| Task |
Look through the entries below for the string "must", and copy each line where it is found.

| Records provided |
------------------------------
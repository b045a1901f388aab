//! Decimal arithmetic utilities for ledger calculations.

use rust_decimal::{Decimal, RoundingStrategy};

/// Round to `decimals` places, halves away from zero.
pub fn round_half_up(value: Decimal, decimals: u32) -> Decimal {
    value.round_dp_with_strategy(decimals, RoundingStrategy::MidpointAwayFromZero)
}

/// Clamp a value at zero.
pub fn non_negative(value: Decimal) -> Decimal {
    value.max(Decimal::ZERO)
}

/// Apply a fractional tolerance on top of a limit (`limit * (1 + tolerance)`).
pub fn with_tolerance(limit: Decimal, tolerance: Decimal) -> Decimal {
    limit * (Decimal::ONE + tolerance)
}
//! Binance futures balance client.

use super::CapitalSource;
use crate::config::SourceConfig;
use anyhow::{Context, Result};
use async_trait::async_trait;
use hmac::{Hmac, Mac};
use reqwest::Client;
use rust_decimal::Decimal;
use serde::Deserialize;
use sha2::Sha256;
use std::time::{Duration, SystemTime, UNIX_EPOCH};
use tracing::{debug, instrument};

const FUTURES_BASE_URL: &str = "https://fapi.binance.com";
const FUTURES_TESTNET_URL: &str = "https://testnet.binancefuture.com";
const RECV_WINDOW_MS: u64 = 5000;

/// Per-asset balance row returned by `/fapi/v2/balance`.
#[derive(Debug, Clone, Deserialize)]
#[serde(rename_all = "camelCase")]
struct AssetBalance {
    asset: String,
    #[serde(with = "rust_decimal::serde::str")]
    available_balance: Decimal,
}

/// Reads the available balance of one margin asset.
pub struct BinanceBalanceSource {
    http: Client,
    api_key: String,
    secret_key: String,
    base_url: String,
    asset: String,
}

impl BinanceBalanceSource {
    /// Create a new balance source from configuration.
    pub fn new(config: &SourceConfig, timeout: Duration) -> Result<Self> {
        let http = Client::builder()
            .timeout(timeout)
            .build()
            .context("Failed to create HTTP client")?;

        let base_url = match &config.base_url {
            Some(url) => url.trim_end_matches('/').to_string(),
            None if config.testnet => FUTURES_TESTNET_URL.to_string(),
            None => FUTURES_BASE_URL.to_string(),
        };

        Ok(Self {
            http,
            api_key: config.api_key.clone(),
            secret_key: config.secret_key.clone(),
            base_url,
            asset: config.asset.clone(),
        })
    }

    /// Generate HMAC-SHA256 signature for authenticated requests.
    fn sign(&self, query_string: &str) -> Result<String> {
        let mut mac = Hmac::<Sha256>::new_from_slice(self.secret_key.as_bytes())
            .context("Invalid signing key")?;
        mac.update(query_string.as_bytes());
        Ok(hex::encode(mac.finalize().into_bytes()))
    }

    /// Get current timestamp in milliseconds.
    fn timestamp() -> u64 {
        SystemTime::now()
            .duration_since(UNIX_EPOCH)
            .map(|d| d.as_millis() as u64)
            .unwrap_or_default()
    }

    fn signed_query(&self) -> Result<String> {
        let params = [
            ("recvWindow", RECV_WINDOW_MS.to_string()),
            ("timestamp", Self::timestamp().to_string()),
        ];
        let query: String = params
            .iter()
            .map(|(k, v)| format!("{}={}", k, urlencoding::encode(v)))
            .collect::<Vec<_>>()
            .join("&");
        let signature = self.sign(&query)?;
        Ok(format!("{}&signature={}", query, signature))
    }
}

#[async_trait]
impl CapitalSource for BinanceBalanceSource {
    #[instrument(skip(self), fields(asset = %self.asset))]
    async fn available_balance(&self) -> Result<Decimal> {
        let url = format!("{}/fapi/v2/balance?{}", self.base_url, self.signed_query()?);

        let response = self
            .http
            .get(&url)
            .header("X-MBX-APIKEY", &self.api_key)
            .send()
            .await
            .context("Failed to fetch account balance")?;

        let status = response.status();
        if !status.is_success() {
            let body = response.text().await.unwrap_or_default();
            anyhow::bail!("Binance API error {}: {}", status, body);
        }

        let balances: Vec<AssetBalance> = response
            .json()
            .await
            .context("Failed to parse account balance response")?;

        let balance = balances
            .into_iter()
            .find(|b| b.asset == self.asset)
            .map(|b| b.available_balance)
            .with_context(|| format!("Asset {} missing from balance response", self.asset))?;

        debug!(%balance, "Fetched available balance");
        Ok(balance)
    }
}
------------------------------
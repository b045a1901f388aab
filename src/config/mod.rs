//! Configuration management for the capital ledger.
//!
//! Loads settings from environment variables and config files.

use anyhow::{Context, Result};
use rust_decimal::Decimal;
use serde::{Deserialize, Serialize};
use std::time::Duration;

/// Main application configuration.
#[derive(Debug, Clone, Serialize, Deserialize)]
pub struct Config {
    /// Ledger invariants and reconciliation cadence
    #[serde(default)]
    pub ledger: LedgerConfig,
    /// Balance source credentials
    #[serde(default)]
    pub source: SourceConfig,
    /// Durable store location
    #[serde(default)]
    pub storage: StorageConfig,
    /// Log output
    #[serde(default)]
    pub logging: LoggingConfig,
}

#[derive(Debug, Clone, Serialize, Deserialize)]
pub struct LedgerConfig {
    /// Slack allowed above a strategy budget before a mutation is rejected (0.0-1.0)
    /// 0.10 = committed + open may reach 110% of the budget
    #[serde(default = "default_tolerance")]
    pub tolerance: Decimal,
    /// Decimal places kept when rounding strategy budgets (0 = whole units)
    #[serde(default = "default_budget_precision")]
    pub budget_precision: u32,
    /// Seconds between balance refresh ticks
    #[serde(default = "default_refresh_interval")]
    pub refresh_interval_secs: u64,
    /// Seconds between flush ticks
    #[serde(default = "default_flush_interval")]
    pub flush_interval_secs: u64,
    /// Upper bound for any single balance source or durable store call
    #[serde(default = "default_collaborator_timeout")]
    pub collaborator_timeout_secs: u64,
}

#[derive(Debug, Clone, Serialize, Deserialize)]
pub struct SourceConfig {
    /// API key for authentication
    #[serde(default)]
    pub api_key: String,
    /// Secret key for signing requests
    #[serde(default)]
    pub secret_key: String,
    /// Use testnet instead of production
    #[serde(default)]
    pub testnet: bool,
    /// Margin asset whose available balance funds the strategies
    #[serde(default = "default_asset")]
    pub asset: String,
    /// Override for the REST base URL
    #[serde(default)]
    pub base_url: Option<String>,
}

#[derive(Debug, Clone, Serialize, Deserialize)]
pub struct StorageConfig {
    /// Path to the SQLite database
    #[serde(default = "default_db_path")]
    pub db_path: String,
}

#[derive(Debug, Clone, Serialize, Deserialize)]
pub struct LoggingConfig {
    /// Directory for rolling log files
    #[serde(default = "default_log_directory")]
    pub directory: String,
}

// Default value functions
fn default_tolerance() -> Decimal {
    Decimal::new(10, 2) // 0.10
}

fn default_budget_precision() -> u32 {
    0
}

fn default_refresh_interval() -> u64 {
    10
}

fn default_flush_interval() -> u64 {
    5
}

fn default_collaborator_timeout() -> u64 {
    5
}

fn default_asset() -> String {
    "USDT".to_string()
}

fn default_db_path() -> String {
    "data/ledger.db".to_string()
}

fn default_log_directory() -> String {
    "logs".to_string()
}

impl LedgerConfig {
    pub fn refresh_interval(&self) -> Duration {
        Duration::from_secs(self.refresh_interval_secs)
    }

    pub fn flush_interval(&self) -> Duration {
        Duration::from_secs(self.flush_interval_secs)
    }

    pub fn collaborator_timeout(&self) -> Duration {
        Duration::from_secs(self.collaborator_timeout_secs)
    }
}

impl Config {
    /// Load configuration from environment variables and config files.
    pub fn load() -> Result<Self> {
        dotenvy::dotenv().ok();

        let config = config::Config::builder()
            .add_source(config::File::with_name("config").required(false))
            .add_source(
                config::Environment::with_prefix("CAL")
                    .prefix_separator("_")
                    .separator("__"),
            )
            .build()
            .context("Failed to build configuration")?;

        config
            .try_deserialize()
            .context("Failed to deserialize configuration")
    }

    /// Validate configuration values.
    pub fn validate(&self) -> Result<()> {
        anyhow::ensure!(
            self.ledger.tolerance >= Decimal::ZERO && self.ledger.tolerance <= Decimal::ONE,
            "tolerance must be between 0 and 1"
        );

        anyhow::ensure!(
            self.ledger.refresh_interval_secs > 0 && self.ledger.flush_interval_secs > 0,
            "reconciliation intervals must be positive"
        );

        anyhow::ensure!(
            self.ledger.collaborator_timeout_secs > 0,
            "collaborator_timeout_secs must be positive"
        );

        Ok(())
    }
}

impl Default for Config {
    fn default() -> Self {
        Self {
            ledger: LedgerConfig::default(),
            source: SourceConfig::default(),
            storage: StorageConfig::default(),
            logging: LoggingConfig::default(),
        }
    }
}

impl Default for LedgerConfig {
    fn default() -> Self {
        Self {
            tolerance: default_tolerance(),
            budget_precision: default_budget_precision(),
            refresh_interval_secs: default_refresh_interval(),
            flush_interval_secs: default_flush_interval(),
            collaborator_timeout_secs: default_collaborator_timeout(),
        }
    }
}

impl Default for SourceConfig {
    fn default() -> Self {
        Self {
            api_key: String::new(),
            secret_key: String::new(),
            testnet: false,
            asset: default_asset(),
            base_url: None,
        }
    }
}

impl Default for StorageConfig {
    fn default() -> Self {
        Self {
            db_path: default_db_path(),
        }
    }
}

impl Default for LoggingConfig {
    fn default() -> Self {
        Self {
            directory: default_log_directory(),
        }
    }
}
------------------------------
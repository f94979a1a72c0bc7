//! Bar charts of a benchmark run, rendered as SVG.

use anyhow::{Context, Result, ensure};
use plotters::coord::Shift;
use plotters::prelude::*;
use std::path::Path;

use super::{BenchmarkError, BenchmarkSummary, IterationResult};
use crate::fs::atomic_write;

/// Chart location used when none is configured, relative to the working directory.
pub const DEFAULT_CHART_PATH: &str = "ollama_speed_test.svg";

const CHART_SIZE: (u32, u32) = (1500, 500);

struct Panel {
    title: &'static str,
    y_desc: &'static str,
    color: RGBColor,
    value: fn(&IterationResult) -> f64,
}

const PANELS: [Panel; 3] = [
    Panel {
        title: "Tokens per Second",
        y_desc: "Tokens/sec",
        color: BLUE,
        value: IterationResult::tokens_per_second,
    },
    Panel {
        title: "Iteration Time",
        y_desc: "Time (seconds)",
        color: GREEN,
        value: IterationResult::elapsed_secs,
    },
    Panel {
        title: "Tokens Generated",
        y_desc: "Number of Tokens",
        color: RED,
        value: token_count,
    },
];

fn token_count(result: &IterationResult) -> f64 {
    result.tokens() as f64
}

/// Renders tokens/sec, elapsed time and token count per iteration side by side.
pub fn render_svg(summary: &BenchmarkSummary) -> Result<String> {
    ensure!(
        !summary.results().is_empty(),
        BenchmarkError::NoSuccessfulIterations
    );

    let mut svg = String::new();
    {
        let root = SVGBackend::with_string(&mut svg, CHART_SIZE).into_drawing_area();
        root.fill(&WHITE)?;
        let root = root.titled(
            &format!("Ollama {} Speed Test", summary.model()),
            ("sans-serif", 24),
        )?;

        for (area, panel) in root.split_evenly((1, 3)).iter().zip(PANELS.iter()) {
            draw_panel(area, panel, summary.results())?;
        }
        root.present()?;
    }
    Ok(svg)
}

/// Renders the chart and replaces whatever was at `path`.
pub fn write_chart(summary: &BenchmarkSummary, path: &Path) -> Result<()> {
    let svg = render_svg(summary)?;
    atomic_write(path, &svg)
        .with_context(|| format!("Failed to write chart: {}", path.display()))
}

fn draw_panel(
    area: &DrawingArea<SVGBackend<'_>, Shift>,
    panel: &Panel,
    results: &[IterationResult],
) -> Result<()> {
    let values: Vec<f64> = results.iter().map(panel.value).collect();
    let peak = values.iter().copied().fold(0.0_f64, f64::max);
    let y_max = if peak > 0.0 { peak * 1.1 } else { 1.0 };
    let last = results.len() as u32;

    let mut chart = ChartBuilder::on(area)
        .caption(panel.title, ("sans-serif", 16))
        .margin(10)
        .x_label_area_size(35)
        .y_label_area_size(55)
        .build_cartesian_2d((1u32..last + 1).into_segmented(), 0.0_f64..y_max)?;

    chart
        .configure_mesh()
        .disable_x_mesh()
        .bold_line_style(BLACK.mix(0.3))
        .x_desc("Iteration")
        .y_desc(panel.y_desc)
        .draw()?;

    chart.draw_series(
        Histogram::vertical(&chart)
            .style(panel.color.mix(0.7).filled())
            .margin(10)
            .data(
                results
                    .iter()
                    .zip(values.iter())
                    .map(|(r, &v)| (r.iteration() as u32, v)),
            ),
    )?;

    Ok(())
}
------------------------------
| Answer below |
            "tolerance must be between 0 and 1"
            "reconciliation intervals must be positive"
            "collaborator_timeout_secs must be positive"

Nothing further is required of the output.